Molte sequenze ci vengono mostrate direttamente dalla videocamera del ragazzo incaricato di fare le riprese della festa, come se anche gli spettatori potessero sbirciare con occhio indiscreto cosa succede. E’ interessante anche la scelta dello sviluppo temporale, lo svolgimento della trama segue fedelmente i tempi dei festeggiamenti nell’arco di una giornata.

Gli elementi ci sono tutti : il pane e il sale, il lancio dei bicchierini da parte degli sposi, i giochi con gli invitati, i cori che incitano “gorzko, gorzko” e l’immancabile “sto lat”. Sì è catapultati in un mondo di provincia, adagiato nella verde campagna polacca, fatto di volti paonazzi e sudaticci per il troppo alcool e le danze, vestiti pacchiani, acconciature cotonate, colori chiassosi e brindisi sguaiati.

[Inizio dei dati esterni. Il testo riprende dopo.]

impl SessionHandle {
    /// Dispatch `command` and wait for its outcome.
    ///
    /// # Errors
    ///
    /// Returns [`SessionError::Closed`] if the session task has stopped.
    pub async fn execute(&self, command: Command) -> Result<CommandOutcome, SessionError> {
        let (reply, rx) = oneshot::channel();
        self.requests
            .send(SessionRequest::Execute { command, reply })
            .await
            .map_err(|_| SessionError::Closed)?;
        rx.await.map_err(|_| SessionError::Closed)
    }

    /// Fetch the current read-only projection.
    ///
    /// # Errors
    ///
    /// Returns [`SessionError::Closed`] if the session task has stopped.
    pub async fn snapshot(&self) -> Result<GameSnapshot, SessionError> {
        let (reply, rx) = oneshot::channel();
        self.requests
            .send(SessionRequest::Snapshot { reply })
            .await
            .map_err(|_| SessionError::Closed)?;
        rx.await.map_err(|_| SessionError::Closed)
    }

    /// Gather one batch of `resource`.
    pub async fn gather(&self, resource: ResourceKind) -> Result<CommandOutcome, SessionError> {
        self.execute(Command::Gather { resource }).await
    }

    /// Hire one worker of `worker`.
    pub async fn hire_worker(&self, worker: WorkerKind) -> Result<CommandOutcome, SessionError> {
        self.execute(Command::HireWorker { worker }).await
    }

    /// Raise the village one level.
    pub async fn upgrade_village(&self) -> Result<CommandOutcome, SessionError> {
        self.execute(Command::UpgradeVillage).await
    }

    /// Wipe all progress.
    pub async fn reset_all(&self) -> Result<CommandOutcome, SessionError> {
        self.execute(Command::ResetAll).await
    }

    /// Remove a notification.
    pub async fn dismiss_notification(
        &self,
        id: NotificationId,
    ) -> Result<CommandOutcome, SessionError> {
        self.execute(Command::DismissNotification { id }).await
    }
}

// ---------------------------------------------------------------------------
// Callbacks
// ---------------------------------------------------------------------------

/// What triggered a [`SessionUpdate`].
#[derive(Debug, Clone, Copy, PartialEq, Eq)]
pub enum UpdateCause {
    /// First update, before any tick.
    Started,
    /// Passive production credited something.
    Production,
    /// The day/night clock was recomputed.
    Clock,
    /// A command changed state.
    Command,
    /// Final update on shutdown.
    Stopped,
}

/// State handed to [`SessionCallback::on_update`].
#[derive(Debug)]
pub struct SessionUpdate<'a> {
    /// What triggered the update.
    pub cause: UpdateCause,
    /// Read-only projection for presentational collaborators.
    pub snapshot: &'a GameSnapshot,
    /// Persisted clock fields.
    pub clock: ClockSnapshot,
    /// Whole-state snapshot for persistence.
    pub saved: &'a SavedGame,
}

/// Callback invoked after the session state changes.
///
/// Implementations must not block; persistence and broadcast are expected
/// to hand the data off to other tasks.
pub trait SessionCallback: Send {
    /// Called with the state after a change.
    fn on_update(&mut self, update: &SessionUpdate<'_>);
}

/// A no-op callback for testing.
pub struct NoOpCallback;

impl SessionCallback for NoOpCallback {
    fn on_update(&mut self, _update: &SessionUpdate<'_>) {}
}

/// Fans one update out to several callbacks, in order.
#[derive(Default)]
pub struct CallbackChain {
    callbacks: Vec<Box<dyn SessionCallback>>,
}

impl CallbackChain {
    /// An empty chain.
    pub fn new() -> Self {
        Self::default()
    }

    /// Append a callback.
    #[must_use]
    pub fn with(mut self, callback: impl SessionCallback + 'static) -> Self {
        self.callbacks.push(Box::new(callback));
        self
    }
}

impl SessionCallback for CallbackChain {
    fn on_update(&mut self, update: &SessionUpdate<'_>) {
        for callback in &mut self.callbacks {
            callback.on_update(update);
        }
    }
}

// ---------------------------------------------------------------------------
// Runner
// ---------------------------------------------------------------------------

/// Why the session loop ended.
#[derive(Debug, Clone, Copy, PartialEq, Eq)]
pub enum SessionEndReason {
    /// [`SessionControl::request_stop`] was called.
    StopRequested,
    /// Every [`SessionHandle`] was dropped.
    HandlesDropped,
}

/// Result of a session run.
#[derive(Debug)]
pub struct SessionSummary {
    /// Why the loop ended.
    pub end_reason: SessionEndReason,
    /// Production ticks executed.
    pub production_ticks: u64,
    /// Clock recomputations executed.
    pub clock_ticks: u64,
    /// Commands that changed state.
    pub commands_applied: u64,
    /// Commands rejected by validation.
    pub commands_rejected: u64,
    /// Commands ignored (cooldown, unknown id).
    pub commands_ignored: u64,
    /// The session as it was when the loop ended.
    pub session: Session,
}

/// Ticker periods for [`run_session`].
#[derive(Debug, Clone, Copy, PartialEq, Eq)]
pub struct RunnerTiming {
    /// Passive production period.
    pub production_interval: Duration,
    /// Day/night recomputation period.
    pub clock_interval: Duration,
}

impl RunnerTiming {
    /// Periods taken from the game configuration.
    pub const fn from_config(config: &GameConfig) -> Self {
        Self {
            production_interval: config.session.production_interval(),
            clock_interval: config.clock.recompute_interval(),
        }
    }
}

/// Create the request channel for a session.
pub fn session_channel(buffer: usize) -> (SessionHandle, mpsc::Receiver<SessionRequest>) {
    let (tx, rx) = mpsc::channel(buffer.max(1));
    (SessionHandle { requests: tx }, rx)
}

/// Drive `session` until a stop is requested or every handle is dropped.
///
/// Both tickers fire immediately once and then every period; missed ticks
/// are skipped rather than bursted.
pub async fn run_session(
    mut session: Session,
    mut requests: mpsc::Receiver<SessionRequest>,
    control: &SessionControl,
    wall: &dyn WallClock,
    timing: RunnerTiming,
    callback: &mut dyn SessionCallback,
) -> SessionSummary {
    let mut production = tokio::time::interval(timing.production_interval);
    production.set_missed_tick_behavior(MissedTickBehavior::Skip);
    let mut clock = tokio::time::interval(timing.clock_interval);
    clock.set_missed_tick_behavior(MissedTickBehavior::Skip);

    let mut production_ticks: u64 = 0;
    let mut clock_ticks: u64 = 0;
    let mut commands_applied: u64 = 0;
    let mut commands_rejected: u64 = 0;
    let mut commands_ignored: u64 = 0;

    info!(
        production_ms = timing.production_interval.as_millis(),
        clock_ms = timing.clock_interval.as_millis(),
        level = session.village().level(),
        "Session starting"
    );
    publish(&session, wall.now(), UpdateCause::Started, callback);

    let end_reason = loop {
        tokio::select! {
            biased;

            () = control.stopped() => {
                info!("Session stop requested");
                break SessionEndReason::StopRequested;
            }

            request = requests.recv() => {
                let Some(request) = request else {
                    info!("All session handles dropped");
                    break SessionEndReason::HandlesDropped;
                };
                let now = wall.now();
                match request {
                    SessionRequest::Execute { command, reply } => {
                        let outcome = session.execute(command, now);
                        debug!(?command, ?outcome, "command executed");
                        match &outcome {
                            CommandOutcome::Applied => {
                                commands_applied = commands_applied.saturating_add(1);
                            }
                            CommandOutcome::Rejected { .. } => {
                                commands_rejected = commands_rejected.saturating_add(1);
                            }
                            CommandOutcome::Ignored => {
                                commands_ignored = commands_ignored.saturating_add(1);
                            }
                        }
                        // Rejections still queue an error notification.
                        if !matches!(outcome, CommandOutcome::Ignored) {
                            publish(&session, now, UpdateCause::Command, callback);
                        }
                        if reply.send(outcome).is_err() {
                            debug!("command caller went away before the reply");
                        }
                    }
                    SessionRequest::Snapshot { reply } => {
                        if reply.send(session.snapshot(now)).is_err() {
                            debug!("snapshot caller went away before the reply");
                        }
                    }
                }
            }

            _ = production.tick() => {
                production_ticks = production_ticks.saturating_add(1);
                let now = wall.now();
                let report = session.production_tick(now);
                if !report.is_empty() {
                    publish(&session, now, UpdateCause::Production, callback);
                }
            }

            _ = clock.tick() => {
                clock_ticks = clock_ticks.saturating_add(1);
                let now = wall.now();
                session.clock_tick(now);
                // The clock is persisted after every recomputation.
                publish(&session, now, UpdateCause::Clock, callback);
            }
        }
    };

    publish(&session, wall.now(), UpdateCause::Stopped, callback);
    if commands_rejected > 0 {
        warn!(commands_rejected, "session ended with rejected commands");
    }
    info!(
        reason = ?end_reason,
        production_ticks,
        clock_ticks,
        commands_applied,
        "Session ended"
    );

    SessionSummary {
        end_reason,
        production_ticks,
        clock_ticks,
        commands_applied,
        commands_rejected,
        commands_ignored,
        session,
    }
}

fn publish(
    session: &Session,
    now: DateTime<Utc>,
    cause: UpdateCause,
    callback: &mut dyn SessionCallback,
) {
    let snapshot = session.snapshot(now);
    let saved = session.saved_game();
    callback.on_update(&SessionUpdate {
        cause,
        snapshot: &snapshot,
        clock: session.clock_snapshot(),
        saved: &saved,
    });
}

#[cfg(test)]
#[allow(clippy::unwrap_used)]
mod tests {
    use std::sync::Arc;
    use std::sync::atomic::AtomicU64;

    use super::*;

    #[tokio::test]
    async fn stop_before_start_ends_immediately() {
        let config = GameConfig::default();
        let session = Session::new(&config, Utc::now()).unwrap();
        let (_handle, rx) = session_channel(4);
        let control = SessionControl::new();
        control.request_stop();
        let mut cb = NoOpCallback;

        let summary = run_session(
            session,
            rx,
            &control,
            &SystemClock,
            RunnerTiming::from_config(&config),
            &mut cb,
        )
        .await;

        assert_eq!(summary.end_reason, SessionEndReason::StopRequested);
        assert_eq!(summary.commands_applied, 0);
    }

    #[tokio::test]
    async fn dropping_handles_ends_session() {
        let config = GameConfig::default();
        let session = Session::new(&config, Utc::now()).unwrap();
        let (handle, rx) = session_channel(4);
        drop(handle);
        let mut cb = NoOpCallback;

        let summary = run_session(
            session,
            rx,
            &SessionControl::new(),
            &SystemClock,
            RunnerTiming::from_config(&config),
            &mut cb,
        )
        .await;

        assert_eq!(summary.end_reason, SessionEndReason::HandlesDropped);
    }

    #[test]
    fn callback_chain_calls_every_callback() {
        struct Count(Arc<AtomicU64>);
        impl SessionCallback for Count {
            fn on_update(&mut self, _update: &SessionUpdate<'_>) {
                self.0.fetch_add(1, Ordering::Relaxed);
            }
        }

        let hits = Arc::new(AtomicU64::new(0));
        let mut chain = CallbackChain::new()
            .with(Count(Arc::clone(&hits)))
            .with(Count(Arc::clone(&hits)));
        let config = GameConfig::default();
        let session = Session::new(&config, Utc::now()).unwrap();
        publish(&session, Utc::now(), UpdateCause::Started, &mut chain);
        assert_eq!(hits.load(Ordering::Relaxed), 2);
    }
}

Artefice della riuscita della festa è il padre della sposa, per il quale il piacere degli ospiti viene prima di tutto e (letteralmente) ad ogni costo. Si potrebbe dire, che i veri protagonisti del film non siano gli sposi, ma i soldi. Tutto ruota attorno a loro: l’affitto per la sala, cibo e beveraggi in quantità industriali, la band dal vivo, ma soprattutto l’Audi potente e fiammante, dono del padre alla novella coppia. Questa macchina luccicante rappresenta la necessità, portata agli estremi, di mantenere salve le apparenze e rispettare le aspettative tramite il denaro. Tutti nel film esigono di essere pagati, dal prete allo strozzino, nessuno viene escluso da una certa avidità e dal dare così importanza ai soldi. E a pagare il tutto è unicamente il padre della sposa.

In un vorticoso anticlimax vediamo come il lato comico della vicenda lasci il posto a quello più tragico, suscitando un riso amaro di fronte alla disperata ricerca del padre di sistemare le cose e accontentare tutti.

Smarzowski racconta una Polonia che (forse) non c’è più, lasciando la domanda aperta nella scena conclusiva del film. La tanto agognata Audi rimane bloccata e immobile in mezzo a un parcheggio, mentre una serie di vecchie carrette (si può riconoscere facilmente una mitica Fiat 126p) le passa accanto e se ne va.